A good starting point for the confluence of liquidity and technical intent is AUDUSD. The benchmark pair closed at its highest level since February 26th to close this past week. Depending on where you pull your trendline from the peaks stretching back to early 2018, this would qualify as a tentative breakout. That said, a trendline drawn from the highs of June 2018 to early December would still put a discernable level overhead. There is more than just this unconfirmed (I look for 3 distinct points to pull trendlines) ray in the vicinity of 0.7200 that makes be believe there is still significant technical overhead to overcome. There also happens to be the 200-day moving average and the 61.8% Fibonacci of the 2001 to 2011 bull phase all falling within a handful of pips of this same psychological level. If anything, that is the critical hurdle to overcome.
Looking for a fundamental perspective on the aud? Check out the Weekly AUD Fundamental Forecast.
Chart of AUDUSD and 200-day Moving Average (Daily)
When we are looking at a Dollar-based major, there is always a consideration to be made that what we are seeing in terms of direction and pace may reflect more the most liquid currency in the market rather than the counterpart. So, when we take a look at an equally-weighted Aussie Dollar index, we find that its progress these past weeks is more tangible. While this synthetic measure has moved to its highest levels seen this year (on a close basis), it hasn’t cleared a reliable trend. Momentum reminds my principal concern for this currency – as it does with virtually everything else in the market – and this simply does not yet have the spark of a self-sustaining charge.
Chart of an Equally-Weighted Aussie Dollar Index (Daily)
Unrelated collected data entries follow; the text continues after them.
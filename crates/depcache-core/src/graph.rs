//! Class hierarchy traversal over a [`Cache`]

use crate::cache::Cache;
use crate::error::{CacheCorrupted, Result};
use crate::symbols::SymbolId;
use petgraph::algo::toposort;
use petgraph::graphmap::DiGraphMap;
use std::collections::HashSet;

/// Walks supertypes and subclasses recorded in one snapshot.
///
/// Walks are depth-first, following edges in declaration order (superclass
/// before interfaces). Visitors return `Ok(false)` to stop descending past
/// the visited class.
/// Every class is visited at most once per walk.
#[derive(Clone, Copy)]
pub struct GraphNavigator<'a> {
    cache: &'a Cache,
}

impl<'a> GraphNavigator<'a> {
    pub fn new(cache: &'a Cache) -> Self {
        GraphNavigator { cache }
    }

    fn direct_supertypes(&self, q: SymbolId) -> Result<Vec<SymbolId>> {
        let Some((superclass, interfaces)) = self
            .cache
            .with_class(q, |r| (r.superclass, r.super_interfaces.clone()))?
        else {
            return Ok(Vec::new());
        };
        Ok(superclass.into_iter().chain(interfaces).collect())
    }

    /// Superclass chain and super-interfaces of `start`.
    pub fn walk_super_classes(
        &self,
        start: SymbolId,
        visitor: impl FnMut(SymbolId) -> Result<bool>,
    ) -> Result<()> {
        self.walk(start, visitor, |q| self.direct_supertypes(q), "supertype")
    }

    /// Every class that extends or implements `start`, directly or not.
    pub fn walk_sub_classes(
        &self,
        start: SymbolId,
        visitor: impl FnMut(SymbolId) -> Result<bool>,
    ) -> Result<()> {
        self.walk(start, visitor, |q| self.cache.subclasses(q), "subclass")
    }

    fn walk(
        &self,
        start: SymbolId,
        mut visitor: impl FnMut(SymbolId) -> Result<bool>,
        next: impl Fn(SymbolId) -> Result<Vec<SymbolId>>,
        relation: &str,
    ) -> Result<()> {
        let mut visited = HashSet::from([start]);
        let mut stack: Vec<SymbolId> = next(start)?.into_iter().rev().collect();
        while let Some(current) = stack.pop() {
            if current == start {
                return Err(CacheCorrupted::invariant(format!(
                    "class {} is its own {}",
                    self.cache.symbols().display(start),
                    relation
                )));
            }
            if !visited.insert(current) {
                continue;
            }
            if visitor(current)? {
                stack.extend(next(current)?.into_iter().rev());
            }
        }
        Ok(())
    }

    pub fn all_supertypes(&self, start: SymbolId) -> Result<Vec<SymbolId>> {
        let mut found = Vec::new();
        self.walk_super_classes(start, |q| {
            found.push(q);
            Ok(true)
        })?;
        Ok(found)
    }

    pub fn all_subclasses(&self, start: SymbolId) -> Result<Vec<SymbolId>> {
        let mut found = Vec::new();
        self.walk_sub_classes(start, |q| {
            found.push(q);
            Ok(true)
        })?;
        Ok(found)
    }

    /// Fail if the supertype edges reachable from `roots` form a cycle.
    pub fn check_acyclic(&self, roots: impl IntoIterator<Item = SymbolId>) -> Result<()> {
        let mut hierarchy: DiGraphMap<SymbolId, ()> = DiGraphMap::new();
        let mut pending: Vec<SymbolId> = roots.into_iter().collect();
        let mut seen = HashSet::new();
        while let Some(q) = pending.pop() {
            if !seen.insert(q) {
                continue;
            }
            hierarchy.add_node(q);
            for supertype in self.direct_supertypes(q)? {
                hierarchy.add_edge(q, supertype, ());
                pending.push(supertype);
            }
        }
        toposort(&hierarchy, None).map(|_| ()).map_err(|cycle| {
            CacheCorrupted::invariant(format!(
                "inheritance cycle through {}",
                self.cache.symbols().display(cycle.node_id())
            ))
        })
    }
}
//! Seams to the world outside the dependency graph

use depcache_core::{RawClass, Result};
use std::path::{Path, PathBuf};

/// Produces the parsed form of one compiled class file.
pub trait ClassReader: Send + Sync {
    fn parse(&self, path: &Path) -> Result<RawClass>;
}

/// Something whose uses leave no trace in bytecode.
#[derive(Debug, Clone, PartialEq, Eq)]
pub enum UsageTarget {
    /// A `static final` field whose constant value the compiler inlines.
    Field { owner: String, name: String },
    /// An annotation type; with `SOURCE` retention its uses vanish from bytecode.
    Annotation { type_name: String },
}

/// Source-level description of a method, used to look it up in a class
/// known only to the source index.
#[derive(Debug, Clone, PartialEq, Eq)]
pub struct MethodPattern {
    pub name: String,
    pub return_type: String,
    pub parameter_types: Vec<String>,
}

impl MethodPattern {
    /// `int size(java.lang.String arg0)` style text.
    pub fn to_source_text(&self) -> String {
        let params: Vec<String> = self
            .parameter_types
            .iter()
            .enumerate()
            .map(|(idx, ty)| format!("{ty} arg{idx}"))
            .collect();
        format!("{} {}({})", self.return_type, self.name, params.join(","))
    }
}

/// A method found through the source index.
#[derive(Debug, Clone, Copy, PartialEq, Eq)]
pub struct LibraryMethod {
    pub is_abstract: bool,
}

/// Text-level search over project and library sources.
pub trait SourceSearcher: Send + Sync {
    /// Qualified names of the classes whose source mentions `target`.
    fn find_usages(&self, target: &UsageTarget) -> Result<Vec<String>>;

    /// Find a method matching `pattern` in `class` or its supertypes.
    fn library_method(&self, class: &str, pattern: &MethodPattern) -> Result<Option<LibraryMethod>>;
}

/// Searcher for builds without a source index. Finds nothing.
#[derive(Debug, Clone, Copy, Default)]
pub struct NoSourceSearch;

impl SourceSearcher for NoSourceSearch {
    fn find_usages(&self, _target: &UsageTarget) -> Result<Vec<String>> {
        Ok(Vec::new())
    }

    fn library_method(&self, _class: &str, _pattern: &MethodPattern) -> Result<Option<LibraryMethod>> {
        Ok(None)
    }
}

/// File-system facts about the build the graph cannot know by itself.
pub trait BuildContext: Send + Sync {
    /// Whether the compiled class file of `qualified_name` is on disk.
    fn class_file_exists(&self, qualified_name: &str) -> bool;

    /// Whether the source file a class was compiled from still exists.
    fn source_exists(&self, source_path: Option<&str>) -> bool;
}

/// Class files under one output directory, sources relative to a project root.
#[derive(Debug, Clone)]
pub struct OutputDirContext {
    project_root: PathBuf,
    output_dir: PathBuf,
}

impl OutputDirContext {
    pub fn new(project_root: impl Into<PathBuf>, output_dir: impl Into<PathBuf>) -> Self {
        OutputDirContext {
            project_root: project_root.into(),
            output_dir: output_dir.into(),
        }
    }

    /// `a.b.C$D` -> `<output_dir>/a/b/C$D.class`
    pub fn class_file(&self, qualified_name: &str) -> PathBuf {
        let mut path = self.output_dir.clone();
        let mut segments = qualified_name.split('.').peekable();
        while let Some(segment) = segments.next() {
            if segments.peek().is_some() {
                path.push(segment);
            } else {
                path.push(format!("{segment}.class"));
            }
        }
        path
    }
}

impl BuildContext for OutputDirContext {
    fn class_file_exists(&self, qualified_name: &str) -> bool {
        self.class_file(qualified_name).is_file()
    }

    fn source_exists(&self, source_path: Option<&str>) -> bool {
        match source_path {
            Some(path) => self.project_root.join(path).is_file(),
            None => false,
        }
    }
}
Wading through the crosses, the innate interest for retail speculative traders is to chase the markets that look like they have produced a critical technical break. The appetite for ‘clean’ patterns that harken back to textbooks is strong. Yet, market conditions suggest we should still consider options that can cater to ranges – which AUDUSD would certainly qualify for, but it would insinuate a reversal from 0.7200 which is aggressive. There may, however, be something of a hybrid in which a break is actually a move into range. GBPAUD these past few weeks slid through successive levels of support, but with limited momentum behind the effort. Rather than a break, this looks like a return back into a broad range which the Sterling is more likely to commit to given the deferment of the Brexit decision for another six months. I don’t expect it will be a quick and straight run, but an Aussie advance could have a better counterpart here.
Chart of GBPAUD (Daily)
If, on the other hand, you are confident that the Australian Dollar’s recent efforts have ‘turned a technical’ corner and we are due to see strong follow through, then consider AUDJPY. The pair cleared a remarkably consistent channel that formed in the aftermath of the January flash crash with a 79.60 break transmitting as cleanly as you can expect from a technical breach. The four-hour chart with the three-week wedge forcing the more prolific resistance would certainly qualify as ‘textbook’ in my evaluation.
Chart of AUDJPY (4-Hour)
Yet, again, it is important to repeat the mantra that breakout does not ensure follow through. After months of restricted movement in the FX and financial markets, to presume the definitive shift in direction and momentum is a lower probability endeavor. If we are looking for a motivational factor for sustained climb for the Aussie Dollar, I’d point to the buoyancy in risk trends. While we can look to the S&P 500 or other similar benchmark, I prefer to refer to volatility. Below, we have the AUDJPY overlaid with the inverted (upside down) aggregate of the EURUSD, USDJPY, GBPUSD implied volatility readings from the CBOE. Volatility has essentially dropped to the lowest since these short series began less than five years ago. That could add some gas to traders’ run, but it should be asked why this is only a motivation now?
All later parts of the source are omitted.